Another tradition is the Jirtig ritual, which is associated mostly with wedding ceremonies. During the Jirtig ritual, both the bride and groom sit on a brim-embroidered, red-covered wooden bed, surrounded by their families and guests. In addition to these traditional rituals, Sudanese weddings are also characterized by their elaborate and colourful attire. The bride wears a "thawb" or a long, flowing dress that is often made of silk or satin and is adorned with intricate embroidery and beading. The groom wears a "jalabiya" or a long, loose-fitting robe that is typically made of cotton or linen.
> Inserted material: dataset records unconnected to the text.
//! End-to-end agent task: a scripted oracle drives the built-in connectors
//! in test mode, so the whole loop runs with simulated side effects.

use std::sync::Arc;

use futures::StreamExt;
use relay::{
    Bindings, CapabilityCall, MockOracle, OracleReply, Platform, RunStatus, RunStore, TaskEvent,
};
use serde_json::json;

fn scripted(replies: Vec<OracleReply>) -> (Platform, Arc<MockOracle>) {
    let oracle = Arc::new(MockOracle::new().with_replies(replies));
    let platform = Platform::builder().with_oracle(oracle.clone()).build();
    (platform, oracle)
}

#[tokio::test]
async fn simulated_task_completes_and_leaves_a_trail() {
    let (platform, oracle) = scripted(vec![
        OracleReply::Invoke {
            calls: vec![CapabilityCall::new(
                "send_message",
                json!({"to": "ann@example.com", "body": "your invoice"}),
            )],
        },
        OracleReply::Finish {
            summary: "invoice sent".to_string(),
        },
    ]);

    let events: Vec<TaskEvent> = platform
        .run_agent_task("send Ann her invoice", Bindings::new(), true)
        .collect()
        .await;

    let run_id = match events.last().unwrap() {
        TaskEvent::Complete { run_id, summary } => {
            assert_eq!(summary, "invoice sent");
            *run_id
        }
        other => panic!("expected completion, got {other:?}"),
    };

    // the simulated dispatch is visible in the stream...
    let result = events
        .iter()
        .find_map(|e| match e {
            TaskEvent::ToolResult {
                simulated, summary, ..
            } => Some((*simulated, summary.clone())),
            _ => None,
        })
        .unwrap();
    assert!(result.0);
    assert!(result.1.starts_with("[simulated]"));

    // ...and durable in the store
    let run = platform.run(run_id).await.unwrap();
    assert_eq!(run.status, RunStatus::Completed);
    let records = platform.store().list_agent_steps(run_id).await.unwrap();
    assert_eq!(records.len(), 1);
    assert!(records[0].simulated);
    assert_eq!(records[0].output["simulated"], json!(true));

    // the oracle was consulted twice and saw the available capability set
    assert_eq!(oracle.request_count(), 2);
    assert!(oracle.requests()[0]
        .capabilities
        .contains(&"send_message".to_string()));
}

#[tokio::test]
async fn repeated_decision_does_not_repeat_the_side_effect() {
    let (platform, _oracle) = scripted(vec![
        OracleReply::Invoke {
            calls: vec![CapabilityCall::new(
                "append_record",
                json!({"table": "signups", "fields": {"name": "Ann"}}),
            )],
        },
        OracleReply::Invoke {
            calls: vec![CapabilityCall::new(
                "append_record",
                json!({"fields": {"name": "Ann"}, "table": "signups"}),
            )],
        },
        OracleReply::Finish {
            summary: "done".to_string(),
        },
    ]);

    let events: Vec<TaskEvent> = platform
        .run_agent_task("log the signup", Bindings::new(), true)
        .collect()
        .await;

    let run_id = match events.last().unwrap() {
        TaskEvent::Complete { run_id, .. } => *run_id,
        other => panic!("expected completion, got {other:?}"),
    };

    // one durable record: the second, reordered-but-identical call was
    // answered from the dedup set
    let records = platform.store().list_agent_steps(run_id).await.unwrap();
    assert_eq!(records.len(), 1);

    let tool_starts = events
        .iter()
        .filter(|e| matches!(e, TaskEvent::ToolStart { .. }))
        .count();
    assert_eq!(tool_starts, 1);
}
//! The connector seam.
//!
//! A [`Connector`] maps one logical capability name to a concrete external
//! call. Connectors may fail internally with [`CapabilityError`]; the
//! dispatcher owns converting that into a returned [`Outcome`].

use async_trait::async_trait;
use serde::{Deserialize, Serialize};
use serde_json::{Value, json};
use std::collections::HashMap;
use std::sync::Arc;

use crate::error::Result;

// ─────────────────────────────────────────────────────────────────────────────
// Outcome
// ─────────────────────────────────────────────────────────────────────────────

/// The structured result of one capability invocation.
///
/// This is a value, never an error: callers branch on `success` and must not
/// expect a dispatch to throw.
#[derive(Debug, Clone, Serialize, Deserialize)]
pub struct Outcome {
    /// Whether the side effect (or its simulation) succeeded.
    pub success: bool,
    /// Structured output record; top-level fields merge into run bindings.
    pub output: Value,
    /// Human-readable log line for run histories.
    pub log: String,
    /// Whether the outcome was simulated (test mode).
    pub simulated: bool,
}

impl Outcome {
    /// A successful live outcome.
    pub fn ok(output: Value, log: impl Into<String>) -> Self {
        Self {
            success: true,
            output,
            log: log.into(),
            simulated: false,
        }
    }

    /// A failed outcome.
    pub fn failed(log: impl Into<String>) -> Self {
        Self {
            success: false,
            output: Value::Null,
            log: log.into(),
            simulated: false,
        }
    }

    /// A successful simulated outcome. The output is tagged so callers can
    /// distinguish simulated from real success.
    pub fn simulated(mut output: Value, log: impl Into<String>) -> Self {
        if let Value::Object(ref mut map) = output {
            map.insert("simulated".to_string(), Value::Bool(true));
        }
        Self {
            success: true,
            output,
            log: log.into(),
            simulated: true,
        }
    }
}

// ─────────────────────────────────────────────────────────────────────────────
// Credentials
// ─────────────────────────────────────────────────────────────────────────────

/// Read-only map of provider name → opaque credential bundle.
///
/// The engine never mutates or refreshes credentials; acquisition is an
/// external concern.
#[derive(Debug, Clone, Default)]
pub struct CredentialStore {
    bundles: HashMap<String, Value>,
}

impl CredentialStore {
    /// Create an empty credential store.
    pub fn new() -> Self {
        Self::default()
    }

    /// Add a bundle for a provider (builder-style, used at assembly time).
    pub fn with_provider(mut self, provider: impl Into<String>, bundle: Value) -> Self {
        self.bundles.insert(provider.into(), bundle);
        self
    }

    /// Get the bundle for a provider.
    pub fn get(&self, provider: &str) -> Option<&Value> {
        self.bundles.get(provider)
    }

    /// Whether a provider is connected.
    pub fn is_connected(&self, provider: &str) -> bool {
        self.bundles.contains_key(provider)
    }

    /// Names of all connected providers.
    pub fn providers(&self) -> Vec<&str> {
        self.bundles.keys().map(|s| s.as_str()).collect()
    }
}

/// Context handed to a connector for one invocation.
#[derive(Debug, Clone)]
pub struct InvocationContext {
    /// Credentials for the run's owner.
    pub credentials: Arc<CredentialStore>,
    /// Whether side effects must be simulated.
    pub test_mode: bool,
}

impl InvocationContext {
    /// Create a context.
    pub fn new(credentials: Arc<CredentialStore>, test_mode: bool) -> Self {
        Self {
            credentials,
            test_mode,
        }
    }
}

// ─────────────────────────────────────────────────────────────────────────────
// Connector Trait
// ─────────────────────────────────────────────────────────────────────────────

/// A named, invokable side-effecting action.
#[async_trait]
pub trait Connector: Send + Sync {
    /// The unique capability name, matching step tags and registry keys.
    fn name(&self) -> &str;

    /// Human-readable description shown to the reasoning oracle.
    fn description(&self) -> &str;

    /// Provider whose credentials this connector needs, if any.
    fn required_provider(&self) -> Option<&str> {
        None
    }

    /// One-line human summary of the side effect for approval previews,
    /// derived from already-interpolated arguments.
    fn preview(&self, _args: &Value) -> String {
        format!("Run {}", self.name())
    }

    /// Perform the real side effect. Only called outside test mode.
    async fn invoke(&self, args: Value, ctx: &InvocationContext) -> Result<Outcome>;

    /// Deterministic simulation for test mode. Must not touch the network.
    fn simulate(&self, _args: &Value) -> Outcome {
        Outcome::simulated(
            json!({ "capability": self.name() }),
            format!("[test mode] simulated {}", self.name()),
        )
    }
}

// ─────────────────────────────────────────────────────────────────────────────
// Mock Connector (for testing)
// ─────────────────────────────────────────────────────────────────────────────

/// A scripted connector for tests.
///
/// Returns configured outcomes in order (repeating the last one when the
/// script runs out) and records every invocation for verification.
#[derive(Debug)]
pub struct MockConnector {
    name: String,
    outcomes: std::sync::Mutex<Vec<Outcome>>,
    calls: std::sync::Mutex<Vec<Value>>,
}

impl MockConnector {
    /// Create a mock that always succeeds with an empty output.
    pub fn new(name: impl Into<String>) -> Self {
        Self {
            name: name.into(),
            outcomes: std::sync::Mutex::new(Vec::new()),
            calls: std::sync::Mutex::new(Vec::new()),
        }
    }

    /// Script the outcomes to return, in order.
    pub fn with_outcomes(self, outcomes: Vec<Outcome>) -> Self {
        *self.outcomes.lock().unwrap() = outcomes;
        self
    }

    /// Script a single outcome returned for every call.
    pub fn with_outcome(self, outcome: Outcome) -> Self {
        self.with_outcomes(vec![outcome])
    }

    /// Arguments of every invocation made so far.
    pub fn calls(&self) -> Vec<Value> {
        self.calls.lock().unwrap().clone()
    }

    /// Number of invocations made so far.
    pub fn call_count(&self) -> usize {
        self.calls.lock().unwrap().len()
    }
}

#[async_trait]
impl Connector for MockConnector {
    fn name(&self) -> &str {
        &self.name
    }

    fn description(&self) -> &str {
        "A scripted connector for testing"
    }

    fn preview(&self, _args: &Value) -> String {
        format!("Run {} (mock)", self.name)
    }

    async fn invoke(&self, args: Value, _ctx: &InvocationContext) -> Result<Outcome> {
        self.calls.lock().unwrap().push(args);

        let mut outcomes = self.outcomes.lock().unwrap();
        if outcomes.is_empty() {
            return Ok(Outcome::ok(json!({}), "mock ok"));
        }
        if outcomes.len() == 1 {
            return Ok(outcomes[0].clone());
        }
        Ok(outcomes.remove(0))
    }

    fn simulate(&self, args: &Value) -> Outcome {
        // Mocks record simulated calls too, so tests can assert on them.
        self.calls.lock().unwrap().push(args.clone());
        Outcome::simulated(json!({}), format!("[test mode] simulated {}", self.name))
    }
}

#[cfg(test)]
mod tests {
    use super::*;

    #[test]
    fn test_outcome_simulated_tags_output() {
        let outcome = Outcome::simulated(json!({"id": "x"}), "simulated");
        assert!(outcome.success);
        assert!(outcome.simulated);
        assert_eq!(outcome.output["simulated"], json!(true));
        assert_eq!(outcome.output["id"], json!("x"));
    }

    #[test]
    fn test_credential_store() {
        let store = CredentialStore::new()
            .with_provider("messaging", json!({"endpoint": "https://example.com"}));
        assert!(store.is_connected("messaging"));
        assert!(!store.is_connected("billing"));
        assert_eq!(store.providers(), vec!["messaging"]);
    }

    #[tokio::test]
    async fn test_mock_connector_scripted() {
        let mock = MockConnector::new("send_message").with_outcomes(vec![
            Outcome::failed("first fails"),
            Outcome::ok(json!({"n": 2}), "second ok"),
        ]);
        let ctx = InvocationContext::new(Arc::new(CredentialStore::new()), false);

        let first = mock.invoke(json!({"a": 1}), &ctx).await.unwrap();
        assert!(!first.success);

        let second = mock.invoke(json!({"a": 2}), &ctx).await.unwrap();
        assert!(second.success);

        // Last outcome repeats once the script runs out.
        let third = mock.invoke(json!({"a": 3}), &ctx).await.unwrap();
        assert!(third.success);

        assert_eq!(mock.call_count(), 3);
        assert_eq!(mock.calls()[0], json!({"a": 1}));
    }
}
It is a very old custom, and it is said that it dates back to Pharaonic origins, and both the groom and the bride are dressed in red clothes.

=== Cutting the rat ===
The bride comes with a silk belt in her midst, and the groom cuts it and throws it to the audience. Young brides in Northern Sudan have been performing the Bride Dance on, or near, their wedding nights for thousands of years. Today, plenty of Sudanese women reject it, saying they don't want to.

=== Writing cards ===
Where the groom's friends prepare a small ceremony for writing cards after setting the date of marriage in order to invite acquaintances to complete the marriage ceremony. After the wedding ceremony, the newlywed couple will go to the groom's home, where a reception will be held. The reception is usually a big celebration with food, drinks, music, and dance. In some communities, the bride will change into a different outfit, such as a red Sudanese dress or a white wedding gown.

The post-wedding rituals in Sudan are also significant. The first ritual is known as the Zaffa, which is held the day after the wedding. The Zaffa is a procession that takes place in the streets, where the groom's family and friends will dance and sing while carrying the bride on a decorated platform. The procession is usually accompanied by a live band. Another post-wedding ritual is known as the Waleema, which is a reception held by the groom's family a few days after the wedding. The Waleema is usually a more intimate event, where the groom's family will invite close friends and family members to celebrate the marriage.

=== Variations ===
Additionally, some Sudanese tribes practice the custom of whipping as part of the wedding ceremony, while the Dinka tribe has a tradition where the wife does not cook or sweep for four years after marriage.